While most congregations are small, however, most worshippers attend a larger congregation. Another prominent report, the National Congregations Study, found that while the average congregation is small — about 70 people — the majority of churchgoers are worshipping in a congregation of about 400 people.

The report reflects the reality that religious Americans are being sorted into two kinds of churches — megachurches, and minichurches like Cornerstone.

Are they being sorted or has this been going on for a while? On the larger end are megachurches, congregations with more 2,000 members. Megachurches have been a phenomena for at least a few decades. Megachurches get a lot of attention due to their size, their programs, and leaders. Since each one attracts many attendees, they could equal dozens of smaller churches in terms of people there for services. Megachurches have been a phenomena for at least a few decades.

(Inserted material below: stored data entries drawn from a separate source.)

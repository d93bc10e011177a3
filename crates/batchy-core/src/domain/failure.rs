//! Captured failure of a batch body.
//!
//! A failure is stored in two columns: `error` holds the message and kind,
//! `backtrace` holds the trace frames. Reading the batch back joins them
//! again, so the trace is always reachable through the failure itself.

use std::backtrace::Backtrace;
use std::fmt;

use serde::{Deserialize, Serialize};

use crate::domain::errors::StoreError;

#[derive(Debug, Clone, Copy, PartialEq, Eq, Hash, Serialize, Deserialize)]
#[serde(rename_all = "snake_case")]
pub enum FailureKind {
    /// Anything raised by the body.
    Generic,

    /// Raised by batchy itself (e.g. a reclaimed zombie).
    Domain,

    /// Intentional halt, not a malfunction.
    Stopped,
}

/// Failure recorded on a batch.
///
/// Does not implement `std::error::Error` so that any error converts into it
/// with `?` inside a work body.
#[derive(Debug, Clone, PartialEq, Eq)]
pub struct BatchFailure {
    message: String,
    trace: Option<Vec<String>>,
    kind: FailureKind,
}

impl BatchFailure {
    /// Plain message, no trace.
    pub fn message(message: impl Into<String>) -> Self {
        Self {
            message: message.into(),
            trace: None,
            kind: FailureKind::Generic,
        }
    }

    /// Intentional halt. Drives the batch to `stopped`.
    pub fn stopped(message: impl Into<String>) -> Self {
        Self {
            message: message.into(),
            trace: Some(snapshot_trace()),
            kind: FailureKind::Stopped,
        }
    }

    pub(crate) fn domain(message: impl Into<String>) -> Self {
        Self {
            message: message.into(),
            trace: None,
            kind: FailureKind::Domain,
        }
    }

    pub fn with_trace(mut self, trace: Vec<String>) -> Self {
        self.trace = Some(trace);
        self
    }

    pub fn text(&self) -> &str {
        &self.message
    }

    pub fn trace(&self) -> Option<&[String]> {
        self.trace.as_deref()
    }

    pub fn kind(&self) -> FailureKind {
        self.kind
    }

    pub fn is_stopped(&self) -> bool {
        self.kind == FailureKind::Stopped
    }

    /// A non-stop failure with an empty message does not count as an error.
    pub fn is_blank(&self) -> bool {
        !self.is_stopped() && self.message.trim().is_empty()
    }

    /// Split into the `error` and `backtrace` column values.
    pub fn to_columns(&self) -> Result<(String, Option<String>), StoreError> {
        let error = serde_json::to_string(&ErrorColumn {
            message: &self.message,
            kind: self.kind,
        })?;
        let backtrace = self
            .trace
            .as_ref()
            .map(serde_json::to_string)
            .transpose()?;
        Ok((error, backtrace))
    }

    /// Rebuild from the `error` and `backtrace` columns.
    ///
    /// An `error` column that is not JSON is read as a plain message, which
    /// keeps rows written by hand (or by older writers) readable.
    pub fn from_columns(error: &str, backtrace: Option<&str>) -> Result<Self, StoreError> {
        let (message, kind) = match serde_json::from_str::<OwnedErrorColumn>(error) {
            Ok(column) => (column.message, column.kind),
            Err(_) => (error.to_string(), FailureKind::Generic),
        };
        let trace = backtrace.map(serde_json::from_str).transpose()?;
        Ok(Self {
            message,
            trace,
            kind,
        })
    }
}

impl fmt::Display for BatchFailure {
    fn fmt(&self, f: &mut fmt::Formatter<'_>) -> fmt::Result {
        f.write_str(&self.message)
    }
}

/// Any error becomes a generic failure; the trace is taken right here.
impl<E> From<E> for BatchFailure
where
    E: std::error::Error,
{
    fn from(err: E) -> Self {
        Self {
            message: err.to_string(),
            trace: Some(snapshot_trace()),
            kind: FailureKind::Generic,
        }
    }
}

#[derive(Serialize)]
struct ErrorColumn<'a> {
    message: &'a str,
    kind: FailureKind,
}

#[derive(Deserialize)]
struct OwnedErrorColumn {
    message: String,
    kind: FailureKind,
}

fn snapshot_trace() -> Vec<String> {
    Backtrace::force_capture()
        .to_string()
        .lines()
        .map(|line| line.trim().to_string())
        .filter(|line| !line.is_empty())
        .collect()
}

If the primary marker of a religious congregation is size and growth, then megachurches are more successful. The article goes on to talk about different reasons why people and leaders might choose smaller congregations. The megachurch experience is not for everyone. Whether there is much left for small congregations if much of the resources and attention is going to larger congregations is another story.

And the answer regarding this competition between megachurches and minichurches might be in between. The big megachurches are known, small congregations are everywhere, and a sizable set of Americans worship in congregations of several hundred. These medium sized congregations can offer some of the amenities of the biggest churches while staying at an approachable size.